### EXERCISE INSTRUCTIONS
Write out all the data again, exactly as shown.

### THE INPUT
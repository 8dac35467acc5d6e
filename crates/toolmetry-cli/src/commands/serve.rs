//! `serve` command: runs the instrumented MCP server.
//!
//! The server runs in one of two modes:
//!
//! - **HTTP mode**: streamable HTTP endpoint on a configurable address/path
//! - **stdio mode**: standard input/output for clients that spawn the server
//!
//! Startup loads the analytics config, builds the tracker, and resolves the
//! capability gate before the first request is accepted. On shutdown the
//! server drains in-flight calls and then shuts the tracker down.

use std::{future::Future, net::SocketAddr, path::PathBuf};

use anyhow::{Context, Result};
use clap::Args;
use console::style;
use rmcp::{
    service::ServiceExt,
    transport::{stdio, streamable_http_server::StreamableHttpServerConfig},
};
use tokio::signal;
use toolmetry_runtime::{LocalRuntime, transports::mcp::McpService};
use tracing::info;

use crate::analytics;

/// Command-line arguments for the `serve` subcommand.
#[derive(Args)]
pub struct ServeArgs {
    /// Path to an analytics config file (defaults to resolving `toolmetry.toml`).
    #[arg(short, long)]
    pub config: Option<PathBuf>,

    /// Address to bind the HTTP server to.
    #[arg(short = 'a', long, default_value = "127.0.0.1:3333")]
    pub addr: String,

    /// HTTP path for the MCP endpoint.
    #[arg(long, default_value = "/mcp")]
    pub path: String,

    /// Run in stdio mode instead of HTTP mode.
    #[arg(long, default_value_t = false)]
    pub stdio: bool,

    /// Run without an analytics backend even if one is configured.
    ///
    /// Gated tools are hidden in this mode.
    #[arg(long, default_value_t = false)]
    pub no_analytics: bool,
}

/// Runs the server until Ctrl+C.
pub async fn run(args: &ServeArgs) -> Result<()> {
    let shutdown = async {
        let _ = signal::ctrl_c().await;
        info!("Received shutdown signal");
    };
    run_with_shutdown(args, shutdown).await
}

/// Runs the server until `shutdown` completes.
///
/// # Errors
///
/// Returns an error if:
/// - The config file cannot be loaded
/// - The analytics backend cannot be initialized
/// - The server fails to bind to the specified address
/// - The server encounters an error during operation
async fn run_with_shutdown<F>(args: &ServeArgs, shutdown: F) -> Result<()>
where
    F: Future<Output = ()> + Send + 'static,
{
    let mut config = analytics::load_config(args.config.as_deref())?;
    if args.no_analytics {
        config.disabled = true;
    }
    let tracker = analytics::build_tracker(&config)?;
    let runtime = super::build_runtime(&config, tracker).await?;

    if args.stdio {
        return run_stdio(runtime).await;
    }

    println!("{} Starting MCP server...", style("→").cyan());
    println!(
        "{} Exposing {} tool(s)",
        style("✓").green().bold(),
        runtime.registry().len()
    );

    let addr: SocketAddr = args
        .addr
        .parse()
        .with_context(|| format!("invalid --addr value: {}", args.addr))?;
    let path = normalize_path(&args.path);

    let service = McpService::from_runtime(runtime.clone()).streamable_http_service_with_config(
        StreamableHttpServerConfig {
            // Stateless mode keeps compatibility with MCP clients that don't send
            // the initialized notification after initialize.
            stateful_mode: false,
            ..Default::default()
        },
    );
    let router = axum::Router::new().nest_service(path.as_str(), service);
    let listener = tokio::net::TcpListener::bind(addr)
        .await
        .with_context(|| format!("failed to bind MCP server on {addr}"))?;
    let local_addr = listener.local_addr().unwrap_or(addr);

    info!(address = %local_addr, path = %path, "Starting MCP server");

    println!(
        "{} MCP server running on http://{}{}",
        style("✓").green().bold(),
        local_addr,
        path
    );
    println!("Press Ctrl+C to stop\n");

    axum::serve(listener, router)
        .with_graceful_shutdown(shutdown)
        .await
        .context("mcp server error")?;

    info!("Draining inflight requests");
    runtime.shutdown().await;

    info!("Toolmetry MCP server stopped");
    Ok(())
}

/// Runs the MCP server over stdio.
///
/// Startup messages go to stderr so stdout carries only protocol traffic.
async fn run_stdio(runtime: LocalRuntime) -> Result<()> {
    eprintln!("{} Starting MCP stdio server...", style("→").cyan());
    eprintln!(
        "{} Exposing {} tool(s)",
        style("✓").green().bold(),
        runtime.registry().len()
    );

    let service = McpService::from_runtime(runtime.clone());
    let (stdin, stdout) = stdio();

    let running = service
        .serve((stdin, stdout))
        .await
        .context("failed to start MCP stdio server")?;

    eprintln!("{} MCP stdio server running", style("✓").green().bold());
    eprintln!("Press Ctrl+C to stop\n");

    let cancel = running.cancellation_token();
    let mut waiting = Box::pin(running.waiting());

    tokio::select! {
        result = &mut waiting => {
            result.context("mcp stdio server exited")?;
        }
        _ = signal::ctrl_c() => {
            cancel.cancel();
            let _ = waiting.await;
        }
    }

    info!("Draining inflight requests");
    runtime.shutdown().await;
    info!("Toolmetry MCP stdio server stopped");
    Ok(())
}

/// Normalizes an HTTP path to ensure it starts with `/`.
///
/// An empty path falls back to `/mcp`.
fn normalize_path(path: &str) -> String {
    if path.is_empty() {
        "/mcp".to_string()
    } else if path.starts_with('/') {
        path.to_string()
    } else {
        format!("/{path}")
    }
}
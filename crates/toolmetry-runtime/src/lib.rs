//! Runtime that serves gated, instrumented tools.
//!
//! [`RuntimeBuilder`] collects candidate tools, asks the capability gate which
//! of them to expose, and registers only the admitted ones. The resulting
//! [`LocalRuntime`] routes every call through the instrumentation layer so
//! each invocation produces exactly one analytics report.
//!
//! With the `mcp` feature (on by default) the runtime can be served over the
//! Model Context Protocol, see [`transports::mcp::McpService`].
//!
//! # Example
//!
//! ```ignore
//! use std::sync::Arc;
//!
//! use serde_json::json;
//! use toolmetry_core::{NoopTracker, ToolDefinition, ToolGate};
//! use toolmetry_runtime::RuntimeBuilder;
//!
//! # async fn example() -> Result<(), Box<dyn std::error::Error>> {
//! let runtime = RuntimeBuilder::new()
//!     .with_tracker(Arc::new(NoopTracker::new()))
//!     .with_tool(ToolDefinition::new("ping"), |_args| async { Ok(json!("pong")) })
//!     .with_tool(
//!         ToolDefinition::new("purge").with_gate(ToolGate::flag("purge-tools")),
//!         |_args| async { Ok(json!(null)) },
//!     )
//!     .build_local()
//!     .await?;
//!
//! // Without an analytics backend gated tools are never exposed.
//! assert_eq!(runtime.list_tools().len(), 1);
//! # Ok(())
//! # }
//! ```

mod builder;
mod runtime;
pub mod transports;

pub use builder::{RuntimeBuildError, RuntimeBuilder};
pub use runtime::{CallError, CallMetadata, LocalRuntime};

### ANSWER BELOW
repository 8dac35467acc5d6e
filename crates/toolmetry-cli/src/commands/serve.rs
//! `serve` command: runs the instrumented MCP server.
//!
//! The server runs in one of two modes:
//!
//! - **HTTP mode**: streamable HTTP endpoint on a configurable address/path
//! - **stdio mode**: standard input/output for clients that spawn the server
//!
//! Startup loads the analytics config, builds the tracker, and resolves the
//! capability gate before the first request is accepted. On shutdown the
//! server drains in-flight calls and then shuts the tracker down.

use std::{future::Future, net::SocketAddr, path::PathBuf};

use anyhow::{Context, Result};
use clap::Args;
use console::style;
use rmcp::{
    service::ServiceExt,
    transport::{stdio, streamable_http_server::StreamableHttpServerConfig},
};
use tokio::signal;
use toolmetry_runtime::{LocalRuntime, transports::mcp::McpService};
use tracing::info;

use crate::analytics;

/// Command-line arguments for the `serve` subcommand.
#[derive(Args)]
pub struct ServeArgs {
    /// Path to an analytics config file (defaults to resolving `toolmetry.toml`).
    #[arg(short, long)]
    pub config: Option<PathBuf>,

    /// Address to bind the HTTP server to.
    #[arg(short = 'a', long, default_value = "127.0.0.1:3333")]
    pub addr: String,

    /// HTTP path for the MCP endpoint.
    #[arg(long, default_value = "/mcp")]
    pub path: String,

    /// Run in stdio mode instead of HTTP mode.
    #[arg(long, default_value_t = false)]
    pub stdio: bool,

    /// Run without an analytics backend even if one is configured.
    ///
    /// Gated tools are hidden in this mode.
    #[arg(long, default_value_t = false)]
    pub no_analytics: bool,
}

/// Runs the server until Ctrl+C.
pub async fn run(args: &ServeArgs) -> Result<()> {
    let shutdown = async {
        let _ = signal::ctrl_c().await;
        info!("Received shutdown signal");
    };
    run_with_shutdown(args, shutdown).await
}

/// Runs the server until `shutdown` completes.
///
/// # Errors
///
/// Returns an error if:
/// - The config file cannot be loaded
/// - The analytics backend cannot be initialized
/// - The server fails to bind to the specified address
/// - The server encounters an error during operation
async fn run_with_shutdown<F>(args: &ServeArgs, shutdown: F) -> Result<()>
where
    F: Future<Output = ()> + Send + 'static,
{
    let mut config = analytics::load_config(args.config.as_deref())?;
    if args.no_analytics {
        config.disabled = true;
    }
    let tracker = analytics::build_tracker(&config)?;
    let runtime = super::build_runtime(&config, tracker).await?;

    if args.stdio {
        return run_stdio(runtime).await;
    }

    println!("{} Starting MCP server...", style("→").cyan());
    println!(
        "{} Exposing {} tool(s)",
        style("✓").green().bold(),
        runtime.registry().len()
    );

    let addr: SocketAddr = args
        .addr
        .parse()
        .with_context(|| format!("invalid --addr value: {}", args.addr))?;
    let path = normalize_path(&args.path);

    let service = McpService::from_runtime(runtime.clone()).streamable_http_service_with_config(
        StreamableHttpServerConfig {
            // Stateless mode keeps compatibility with MCP clients that don't send
            // the initialized notification after initialize.
            stateful_mode: false,
            ..Default::default()
        },
    );
    let router = axum::Router::new().nest_service(path.as_str(), service);
    let listener = tokio::net::TcpListener::bind(addr)
        .await
        .with_context(|| format!("failed to bind MCP server on {addr}"))?;
    let local_addr = listener.local_addr().unwrap_or(addr);

    info!(address = %local_addr, path = %path, "Starting MCP server");

    println!(
        "{} MCP server running on http://{}{}",
        style("✓").green().bold(),
        local_addr,
        path
    );
    println!("Press Ctrl+C to stop\n");

    axum::serve(listener, router)
        .with_graceful_shutdown(shutdown)
        .await
        .context("mcp server error")?;

    info!("Draining inflight requests");
    runtime.shutdown().await;

    info!("Toolmetry MCP server stopped");
    Ok(())
}

/// Runs the MCP server over stdio.
///
/// Startup messages go to stderr so stdout carries only protocol traffic.
async fn run_stdio(runtime: LocalRuntime) -> Result<()> {
    eprintln!("{} Starting MCP stdio server...", style("→").cyan());
    eprintln!(
        "{} Exposing {} tool(s)",
        style("✓").green().bold(),
        runtime.registry().len()
    );

    let service = McpService::from_runtime(runtime.clone());
    let (stdin, stdout) = stdio();

    let running = service
        .serve((stdin, stdout))
        .await
        .context("failed to start MCP stdio server")?;

    eprintln!("{} MCP stdio server running", style("✓").green().bold());
    eprintln!("Press Ctrl+C to stop\n");

    let cancel = running.cancellation_token();
    let mut waiting = Box::pin(running.waiting());

    tokio::select! {
        result = &mut waiting => {
            result.context("mcp stdio server exited")?;
        }
        _ = signal::ctrl_c() => {
            cancel.cancel();
            let _ = waiting.await;
        }
    }

    info!("Draining inflight requests");
    runtime.shutdown().await;
    info!("Toolmetry MCP stdio server stopped");
    Ok(())
}

/// Normalizes an HTTP path to ensure it starts with `/`.
///
/// An empty path falls back to `/mcp`.
fn normalize_path(path: &str) -> String {
    if path.is_empty() {
        "/mcp".to_string()
    } else if path.starts_with('/') {
        path.to_string()
    } else {
        format!("/{path}")
    }
}
filename crates/toolmetry-runtime/src/lib.rs
//! Runtime that serves gated, instrumented tools.
//!
//! [`RuntimeBuilder`] collects candidate tools, asks the capability gate which
//! of them to expose, and registers only the admitted ones. The resulting
//! [`LocalRuntime`] routes every call through the instrumentation layer so
//! each invocation produces exactly one analytics report.
//!
//! With the `mcp` feature (on by default) the runtime can be served over the
//! Model Context Protocol, see [`transports::mcp::McpService`].
//!
//! # Example
//!
//! ```ignore
//! use std::sync::Arc;
//!
//! use serde_json::json;
//! use toolmetry_core::{NoopTracker, ToolDefinition, ToolGate};
//! use toolmetry_runtime::RuntimeBuilder;
//!
//! # async fn example() -> Result<(), Box<dyn std::error::Error>> {
//! let runtime = RuntimeBuilder::new()
//!     .with_tracker(Arc::new(NoopTracker::new()))
//!     .with_tool(ToolDefinition::new("ping"), |_args| async { Ok(json!("pong")) })
//!     .with_tool(
//!         ToolDefinition::new("purge").with_gate(ToolGate::flag("purge-tools")),
//!         |_args| async { Ok(json!(null)) },
//!     )
//!     .build_local()
//!     .await?;
//!
//! // Without an analytics backend gated tools are never exposed.
//! assert_eq!(runtime.list_tools().len(), 1);
//! # Ok(())
//! # }
//! ```

mod builder;
mod runtime;
pub mod transports;

pub use builder::{RuntimeBuildError, RuntimeBuilder};
pub use runtime::{CallError, CallMetadata, LocalRuntime};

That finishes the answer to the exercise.